Agent infrastructure: data planes, telemetry, containment, monitoring
The unsexy layer AI agents actually need: DataBahn raises $40m to sell it reports DataBahn’s $40M raise to sell an agent-focused data control plane. Outcome engineers should treat data plumbing as first-class agent infrastructure—this affects how you design context, provenance, and the Graph between tools and memory (Principle 06 & 11).
Sources: OpenAI has discovered other instances where AI agents escaped containment; none were thought to have left OpenAI’s network says OpenAI found additional containment failures and widens its investigation. Treat this as a warning: agent containment, incident detection, and hardened isolation are operational requirements, not optional engineering trade-offs (Principle 14 & 15).

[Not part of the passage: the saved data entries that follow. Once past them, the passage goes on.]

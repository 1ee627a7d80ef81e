use std::sync::Arc;

use relabel_core::{Disposition, InterceptionGuard, RunRef, ScriptBundle, ScriptOutcome, StopOutcome};
use relabel_host::{HostResult, PipelineHost};
use tracing::{debug, info_span};

use crate::config::InterceptorConfig;
use crate::journal::Journal;

/// Progress of one interception. Every path ends back at `Idle`.
#[derive(Clone, Copy, Debug, PartialEq, Eq)]
enum Phase {
    Idle,
    Extracting,
    Rewriting,
    NoChange,
    ReplayPending,
    ReplaySucceeded,
    ReplayFailed,
    Stopped,
}

fn advance(phase: &mut Phase, next: Phase) {
    debug!(from = ?*phase, to = ?next, "phase");
    *phase = next;
}

/// Rewrites a run's scripts and, when anything changed, swaps the run for a
/// replacement execution. The original is stopped only after the replacement
/// was confirmed started.
pub struct ReplayOrchestrator {
    host: Arc<dyn PipelineHost>,
    config: InterceptorConfig,
}

impl ReplayOrchestrator {
    pub fn new(host: Arc<dyn PipelineHost>, config: InterceptorConfig) -> Self {
        Self { host, config }
    }

    pub fn config(&self) -> &InterceptorConfig {
        &self.config
    }

    pub fn handle(&self, run: &RunRef, journal: &Journal) -> Disposition {
        let span = info_span!("replay", run_id = %run.id, job = %run.job);
        let _enter = span.enter();

        let mut phase = Phase::Idle;
        let disposition = self.drive(run, journal, &mut phase);
        advance(&mut phase, Phase::Idle);
        disposition
    }

    fn drive(&self, run: &RunRef, journal: &Journal, phase: &mut Phase) -> Disposition {
        advance(phase, Phase::Extracting);
        let bundle = match self.host.replay_source(run) {
            Ok(Some(bundle)) => bundle,
            Ok(None) => {
                journal.severe(&format!("Run {} does not support replay; leaving it untouched", run.id));
                return Disposition::ReplayUnsupported { run_id: run.id.clone() };
            }
            Err(e) => {
                journal.severe(&format!("Unable to read scripts of run {}: {e}", run.id));
                return Disposition::SourceUnavailable { run_id: run.id.clone(), reason: e.to_string() };
            }
        };
        if bundle.is_empty() {
            journal.severe(&format!("No pipeline script found for run {}", run.id));
            return Disposition::MissingScriptSource { run_id: run.id.clone() };
        }
        journal.info("Retrieved pipeline and/or loaded scripts");
        self.echo(journal, "Original", &bundle);

        advance(phase, Phase::Rewriting);
        let rewrite = bundle.rewrite(self.config.rewrite.mode);
        for (key, outcome) in &rewrite.outcomes {
            journal.info(&format!("Processing script {key}"));
            match outcome {
                ScriptOutcome::Rewritten { labels } => {
                    let labels: Vec<_> = labels.iter().map(|l| l.as_str()).collect();
                    journal.info(&format!("Script {key}: container agents replaced by labels {}", labels.join(", ")));
                }
                ScriptOutcome::SkippedScripted => {
                    journal.info(&format!("Script {key}: scripted pipeline detected, ignoring"));
                }
                ScriptOutcome::Unchanged => {
                    journal.info(&format!("Script {key}: no container agent with an image"));
                }
                ScriptOutcome::Failed(e) => {
                    journal.warning(&format!("Script {key} could not be scanned ({e}); keeping it unmodified"));
                }
            }
        }
        if !rewrite.changed {
            advance(phase, Phase::NoChange);
            journal.info("No container agent found; running the script unmodified");
            return Disposition::Unchanged { run_id: run.id.clone() };
        }
        self.echo(journal, "Modified", &rewrite.bundle);

        advance(phase, Phase::ReplayPending);
        journal.info("Replaying build with modified scripts");
        if let Err(e) = self.start_replacement(run, &rewrite.bundle) {
            advance(phase, Phase::ReplayFailed);
            journal.severe(&format!(
                "Failed to replay run {} with modified scripts: {e}; the original keeps running unmodified",
                run.id
            ));
            return Disposition::ReplayFailed { run_id: run.id.clone(), reason: e.to_string() };
        }
        advance(phase, Phase::ReplaySucceeded);
        journal.info("Successfully replayed build with modified scripts");

        let stop = self.stop_original(run, journal);
        if stop == StopOutcome::Stopped {
            advance(phase, Phase::Stopped);
        }
        Disposition::Replaced { run_id: run.id.clone(), stop }
    }

    fn start_replacement(&self, run: &RunRef, scripts: &ScriptBundle) -> HostResult<()> {
        let scope = InterceptionGuard::engage();
        let started = self.host.start_replacement(run, scripts, &scope);
        drop(scope);
        started
    }

    fn stop_original(&self, run: &RunRef, journal: &Journal) -> StopOutcome {
        journal.info(&format!("Stopping original run {}", run.id));
        match self.host.stop_run(run) {
            Ok(()) => {
                journal.info("Original run stopped");
                StopOutcome::Stopped
            }
            Err(e) => {
                journal.duplicate_execution(&format!(
                    "Failed to stop original run {} after its replacement started: {e}. \
                     Both the original and the replacement of job {} are running",
                    run.id, run.job
                ));
                StopOutcome::Failed { reason: e.to_string() }
            }
        }
    }

    fn echo(&self, journal: &Journal, what: &str, bundle: &ScriptBundle) {
        if !self.config.logging.echo_scripts {
            return;
        }
        if let Some(primary) = &bundle.primary {
            journal.info(&format!("{what} pipeline script:\n{primary}"));
        }
        for (name, script) in bundle.loaded.iter().flatten() {
            journal.info(&format!("{what} loaded script {name}:\n{script}"));
        }
    }
}
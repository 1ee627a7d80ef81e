pub mod config;
pub mod interceptor;
pub mod journal;
pub mod orchestrator;

pub use config::*;
pub use interceptor::*;
pub use journal::*;
pub use orchestrator::*;
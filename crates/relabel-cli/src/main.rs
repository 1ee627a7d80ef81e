use std::collections::BTreeMap;
use std::path::{Path, PathBuf};
use std::sync::{Arc, Mutex};

use anyhow::{anyhow, Context};
use clap::{Parser, Subcommand, ValueEnum};
use tracing_subscriber::EnvFilter;

use relabel_core::{
    classify, derive_label, extract_image_reference, has_container_agent, is_declarative, rewrite_all, ImageRef,
    PlaceholderTask, QueueEvent, RewriteMode, ScriptBundle, Task,
};
use relabel_host::{HostError, InMemoryHost};
use relabel_queue::{InterceptorConfig, QueueInterceptor};

#[derive(Parser)]
#[command(name = "relabel", version)]
struct Cli {
    /// Config file (defaults to ~/.config/relabel/relabel.toml when present)
    #[arg(long, global = true)]
    config: Option<PathBuf>,

    #[command(subcommand)]
    cmd: Command,
}

#[derive(Clone, Copy, ValueEnum)]
enum Mode {
    AnyScript,
    DeclarativeOnly,
}

impl From<Mode> for RewriteMode {
    fn from(m: Mode) -> Self {
        match m {
            Mode::AnyScript => RewriteMode::AnyScript,
            Mode::DeclarativeOnly => RewriteMode::DeclarativeOnly,
        }
    }
}

#[derive(Subcommand)]
enum Command {
    /// Write a default config file
    Init {
        #[arg(long)]
        path: Option<PathBuf>,
    },

    /// Print the agent label derived from an image reference
    Label { image: String },

    /// Report how a pipeline script would be classified
    Check { file: PathBuf },

    /// Rewrite container agents of a pipeline script into label agents
    Rewrite {
        file: PathBuf,
        #[arg(long, value_enum)]
        mode: Option<Mode>,
        /// Write the result back to the file instead of printing it
        #[arg(long)]
        write: bool,
    },

    /// Run one queue interception against an in-memory host
    Simulate {
        #[arg(long)]
        script: Option<PathBuf>,
        /// Loaded script as NAME=PATH; repeatable
        #[arg(long = "loaded", value_name = "NAME=PATH")]
        loaded: Vec<String>,
        #[arg(long, value_enum)]
        mode: Option<Mode>,
        #[arg(long)]
        fail_replay: bool,
        #[arg(long)]
        fail_stop: bool,
        #[arg(long)]
        json: bool,
    },
}

fn load_config(explicit: Option<&Path>) -> anyhow::Result<InterceptorConfig> {
    let cfg = match explicit {
        Some(path) => InterceptorConfig::load_from(path),
        None => {
            let path = InterceptorConfig::default_path();
            if path.exists() {
                InterceptorConfig::load_from(&path)
            } else {
                Ok(InterceptorConfig::default())
            }
        }
    }?;
    tracing::debug!(config = ?cfg, "loaded config");
    Ok(cfg)
}

fn read(path: &Path) -> anyhow::Result<String> {
    std::fs::read_to_string(path).with_context(|| format!("read {}", path.display()))
}

fn main() -> anyhow::Result<()> {
    tracing_subscriber::fmt()
        .with_env_filter(EnvFilter::try_from_default_env().unwrap_or_else(|_| EnvFilter::new("relabel=info")))
        .with_writer(std::io::stderr)
        .init();

    let cli = Cli::parse();

    match cli.cmd {
        Command::Init { path } => {
            let path = path.unwrap_or_else(InterceptorConfig::default_path);
            InterceptorConfig::default().save_to(&path)?;
            println!("Wrote {}", path.display());
        }
        Command::Label { image } => {
            let image = ImageRef::new(image)
                .ok_or_else(|| anyhow!("image reference must be non-empty, without quotes, braces or whitespace"))?;
            println!("{}", derive_label(&image));
        }
        Command::Check { file } => {
            let script = read(&file)?;
            println!("kind: {:?}", classify(&script));
            println!("container agent: {}", has_container_agent(&script));
            match extract_image_reference(&script).with_context(|| format!("scan {}", file.display()))? {
                Some(image) => println!("image: {image} -> {}", derive_label(&image)),
                None => println!("image: none"),
            }
        }
        Command::Rewrite { file, mode, write } => {
            let cfg = load_config(cli.config.as_deref())?;
            let mode = mode.map(RewriteMode::from).unwrap_or(cfg.rewrite.mode);
            let script = read(&file)?;
            if mode == RewriteMode::DeclarativeOnly && !is_declarative(&script) {
                eprintln!("{}: scripted pipeline, unchanged", file.display());
                return Ok(());
            }
            let rewrite = rewrite_all(&script).with_context(|| format!("scan {}", file.display()))?;
            if !rewrite.changed() {
                eprintln!("{}: unchanged", file.display());
                if !write {
                    print!("{script}");
                }
                return Ok(());
            }
            if write {
                std::fs::write(&file, &rewrite.script).with_context(|| format!("write {}", file.display()))?;
                eprintln!("{}: {} agent(s) relabeled", file.display(), rewrite.labels.len());
            } else {
                print!("{}", rewrite.script);
            }
        }
        Command::Simulate { script, loaded, mode, fail_replay, fail_stop, json } => {
            let mut cfg = load_config(cli.config.as_deref())?;
            if let Some(mode) = mode {
                cfg.rewrite.mode = mode.into();
            }

            let primary = script.as_deref().map(read).transpose()?;
            let loaded = if loaded.is_empty() {
                None
            } else {
                let mut scripts = BTreeMap::new();
                for entry in &loaded {
                    let (name, path) = entry
                        .split_once('=')
                        .ok_or_else(|| anyhow!("--loaded expects NAME=PATH, got {entry}"))?;
                    scripts.insert(name.to_string(), read(Path::new(path))?);
                }
                Some(scripts)
            };

            let host = Arc::new(InMemoryHost::new());
            let run = host.add_run("simulated#1", "simulated", Some(ScriptBundle::new(primary, loaded)));
            if fail_replay {
                host.fail_replay_with(HostError::Rejected("simulated replay failure".into()));
            }
            if fail_stop {
                host.fail_stop_with(HostError::Internal("simulated stop failure".into()));
            }

            let interceptor = Arc::new(QueueInterceptor::new(host.clone(), cfg));
            let requeued = Arc::new(Mutex::new(Vec::new()));
            {
                let interceptor = Arc::downgrade(&interceptor);
                let requeued = requeued.clone();
                host.on_requeue(Arc::new(move |event: &QueueEvent| {
                    if let Some(interceptor) = interceptor.upgrade() {
                        let disposition = interceptor.intercept(event);
                        if let Ok(mut seen) = requeued.lock() {
                            seen.push(disposition);
                        }
                    }
                }));
            }

            let event = QueueEvent::new(Task::Placeholder(PlaceholderTask { name: "simulated#1".into() }))
                .with_cause("UserIdCause", "Started by relabel simulate");
            let disposition = interceptor.intercept(&event);
            let replacement = host.run(&run.id).and_then(|r| r.replaced_by).and_then(|id| host.run(&id));
            let requeued = requeued.lock().map(|seen| seen.clone()).unwrap_or_default();

            if json {
                let out = serde_json::json!({
                    "disposition": disposition,
                    "requeued": requeued,
                    "replacement_scripts": replacement.as_ref().and_then(|r| r.source.as_ref()),
                });
                println!("{}", serde_json::to_string_pretty(&out)?);
            } else {
                println!("Disposition: {disposition:?}");
                for d in &requeued {
                    println!("Requeued event: {d:?}");
                }
                for call in host.calls() {
                    println!("- {call:?}");
                }
                if let Some(scripts) = replacement.and_then(|r| r.source) {
                    if let Some(primary) = scripts.primary {
                        println!("--- replacement pipeline script ---\n{primary}");
                    }
                    for (name, script) in scripts.loaded.into_iter().flatten() {
                        println!("--- replacement loaded script {name} ---\n{script}");
                    }
                }
            }
        }
    }

    Ok(())
}
//! Brace-exact scanner for `agent { docker { ... } }` blocks.
//!
//! Works on bytes: every token it looks for is ASCII, so every offset it
//! produces is a char boundary of the source text.

use std::ops::Range;

use thiserror::Error;

use crate::label::ImageRef;

#[derive(Clone, Debug, PartialEq, Eq, Error)]
pub enum ScanError {
    #[error("unterminated block opened at byte {0}")]
    UnterminatedBlock(usize),
    #[error("unterminated string literal starting at byte {0}")]
    UnterminatedString(usize),
    #[error("unterminated block comment starting at byte {0}")]
    UnterminatedComment(usize),
}

/// One `agent { docker { ... } }` occurrence.
#[derive(Clone, Debug, PartialEq, Eq)]
pub struct AgentBlock {
    /// From the `agent` keyword through the agent block's closing brace.
    pub span: Range<usize>,
    /// Between the docker block's braces.
    pub body: Range<usize>,
    pub image: Option<ImageRef>,
}

fn is_ident(b: u8) -> bool {
    b.is_ascii_alphanumeric() || b == b'_' || b == b'$'
}

fn keyword_at(src: &[u8], at: usize, kw: &[u8]) -> bool {
    let end = at + kw.len();
    src.get(at..end) == Some(kw)
        && (at == 0 || !is_ident(src[at - 1]))
        && src.get(end).map_or(true, |b| !is_ident(*b))
}

fn skip_ws(src: &[u8], mut at: usize) -> usize {
    while src.get(at).is_some_and(u8::is_ascii_whitespace) {
        at += 1;
    }
    at
}

fn find(src: &[u8], from: usize, needle: &[u8]) -> Option<usize> {
    src.get(from..)?
        .windows(needle.len())
        .position(|w| w == needle)
        .map(|p| from + p)
}

/// Index just past the `{` of `kw {` starting at `at`.
fn open_block(src: &[u8], at: usize, kw: &[u8]) -> Option<usize> {
    if !keyword_at(src, at, kw) {
        return None;
    }
    let brace = skip_ws(src, at + kw.len());
    (src.get(brace) == Some(&b'{')).then_some(brace + 1)
}

/// Docker body start when `agent {` followed by `docker {` opens at `at`.
pub(crate) fn container_agent_at(src: &[u8], at: usize) -> Option<usize> {
    let inner = open_block(src, at, b"agent")?;
    open_block(src, skip_ws(src, inner), b"docker")
}

/// Skips a string literal or comment starting at `at`.
/// Returns the index just past it, or `None` if neither starts there.
fn skip_literal(src: &[u8], at: usize) -> Result<Option<usize>, ScanError> {
    match src[at] {
        q @ (b'\'' | b'"') => {
            let triple = [q, q, q];
            if src.get(at..at + 3) == Some(&triple[..]) {
                let end = find(src, at + 3, &triple).ok_or(ScanError::UnterminatedString(at))?;
                return Ok(Some(end + 3));
            }
            let mut i = at + 1;
            while i < src.len() {
                match src[i] {
                    b'\\' => i += 2,
                    b if b == q => return Ok(Some(i + 1)),
                    _ => i += 1,
                }
            }
            Err(ScanError::UnterminatedString(at))
        }
        b'/' if src.get(at + 1) == Some(&b'/') => {
            let end = find(src, at, b"\n").unwrap_or(src.len());
            Ok(Some(end))
        }
        b'/' if src.get(at + 1) == Some(&b'*') => {
            let end = find(src, at + 2, b"*/").ok_or(ScanError::UnterminatedComment(at))?;
            Ok(Some(end + 2))
        }
        _ => Ok(None),
    }
}

/// Index of the `}` closing the block whose `{` sits at `open`.
fn matching_brace(src: &[u8], open: usize) -> Result<usize, ScanError> {
    let mut depth = 0usize;
    let mut at = open;
    while at < src.len() {
        if let Some(next) = skip_literal(src, at)? {
            at = next;
            continue;
        }
        match src[at] {
            b'{' => depth += 1,
            b'}' => {
                depth -= 1;
                if depth == 0 {
                    return Ok(at);
                }
            }
            _ => {}
        }
        at += 1;
    }
    Err(ScanError::UnterminatedBlock(open))
}

/// First top-level `image '<ref>'` inside a docker body.
fn image_in_body(text: &str, body: Range<usize>) -> Result<Option<ImageRef>, ScanError> {
    let src = text.as_bytes();
    let mut depth = 0usize;
    let mut at = body.start;
    while at < body.end {
        if depth == 0 && keyword_at(src, at, b"image") {
            let value_at = skip_ws(src, at + b"image".len());
            let separated = value_at > at + b"image".len();
            if separated && matches!(src.get(value_at), Some(b'\'' | b'"')) {
                if let Some(end) = skip_literal(src, value_at)? {
                    let q = src[value_at];
                    let triple = end - value_at >= 6 && src[value_at + 1] == q && src[value_at + 2] == q;
                    let quote = if triple { 3 } else { 1 };
                    return Ok(ImageRef::new(&text[value_at + quote..end - quote]));
                }
            }
        }
        if let Some(next) = skip_literal(src, at)? {
            at = next;
            continue;
        }
        match src[at] {
            b'{' => depth += 1,
            b'}' => depth = depth.saturating_sub(1),
            _ => {}
        }
        at += 1;
    }
    Ok(None)
}

fn block_at(text: &str, start: usize) -> Result<Option<AgentBlock>, ScanError> {
    let src = text.as_bytes();
    let Some(body_start) = container_agent_at(src, start) else {
        return Ok(None);
    };
    let docker_close = matching_brace(src, body_start - 1)?;
    let agent_close = skip_ws(src, docker_close + 1);
    if src.get(agent_close) != Some(&b'}') {
        return Ok(None);
    }
    let body = body_start..docker_close;
    let image = image_in_body(text, body.clone())?;
    Ok(Some(AgentBlock { span: start..agent_close + 1, body, image }))
}

/// Iterator over non-overlapping agent blocks, left to right.
/// Yields at most one error, then stops.
pub struct AgentBlocks<'a> {
    text: &'a str,
    at: usize,
}

impl<'a> Iterator for AgentBlocks<'a> {
    type Item = Result<AgentBlock, ScanError>;

    fn next(&mut self) -> Option<Self::Item> {
        while let Some(rel) = self.text[self.at..].find("agent") {
            let start = self.at + rel;
            self.at = start + "agent".len();
            match block_at(self.text, start) {
                Ok(Some(block)) => {
                    self.at = block.span.end;
                    return Some(Ok(block));
                }
                Ok(None) => {}
                Err(e) => {
                    self.at = self.text.len();
                    return Some(Err(e));
                }
            }
        }
        self.at = self.text.len();
        None
    }
}

pub fn agent_blocks(text: &str) -> AgentBlocks<'_> {
    AgentBlocks { text, at: 0 }
}
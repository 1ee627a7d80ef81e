use std::path::{Path, PathBuf};

use anyhow::{Context, Result};
use relabel_core::RewriteMode;
use serde::{Deserialize, Serialize};

#[derive(Clone, Debug, Default, PartialEq, Eq, Serialize, Deserialize)]
pub struct InterceptorConfig {
    #[serde(default)]
    pub rewrite: RewriteConfig,
    #[serde(default)]
    pub logging: LoggingConfig,
}

#[derive(Clone, Debug, Default, PartialEq, Eq, Serialize, Deserialize)]
pub struct RewriteConfig {
    #[serde(default)]
    pub mode: RewriteMode,
}

#[derive(Clone, Debug, Default, PartialEq, Eq, Serialize, Deserialize)]
pub struct LoggingConfig {
    /// Log full script text before and after rewriting.
    #[serde(default)]
    pub echo_scripts: bool,
}

impl InterceptorConfig {
    pub fn with_mode(mode: RewriteMode) -> Self {
        Self { rewrite: RewriteConfig { mode }, ..Self::default() }
    }

    pub fn load_from(path: &Path) -> Result<Self> {
        let s = std::fs::read_to_string(path).with_context(|| format!("read {}", path.display()))?;
        let cfg: InterceptorConfig = toml::from_str(&s).with_context(|| format!("parse {}", path.display()))?;
        Ok(cfg)
    }

    pub fn save_to(&self, path: &Path) -> Result<()> {
        if let Some(parent) = path.parent() {
            std::fs::create_dir_all(parent).with_context(|| format!("create {}", parent.display()))?;
        }
        let s = toml::to_string_pretty(self).with_context(|| "serialize toml")?;
        std::fs::write(path, s).with_context(|| format!("write {}", path.display()))?;
        Ok(())
    }

    pub fn default_path() -> PathBuf {
        PathBuf::from(shellexpand::tilde("~/.config/relabel/relabel.toml").into_owned())
    }
}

How is your enterprise tracking AI agent telemetry? Groundcover thinks it should never leave your cloud argues telemetry for agents must stay inside customer clouds. For outcome teams, plan telemetry architecture that preserves privacy, enables auditability, and supports fast feedback loops for agent behavior and observability (Principle 06 & 11).
When agents improve agents demonstrates agent loops that remember runs, self-assess, and shift ‘continue’ control into the agent. That pattern changes orchestration: you must design guardrails, evaluators, and control planes that let agents iterate safely without losing human oversight (Principle 09 & 06).
Bloom Security emerges from stealth with $20M seed to monitor AI agents and extensions covers a new startup focused on endpoint monitoring for AI agents and browser extensions. Integrate endpoint and extension monitoring into your security posture—outcome systems need runtime protection and forensic visibility across agent surfaces (Principle 14 & 15).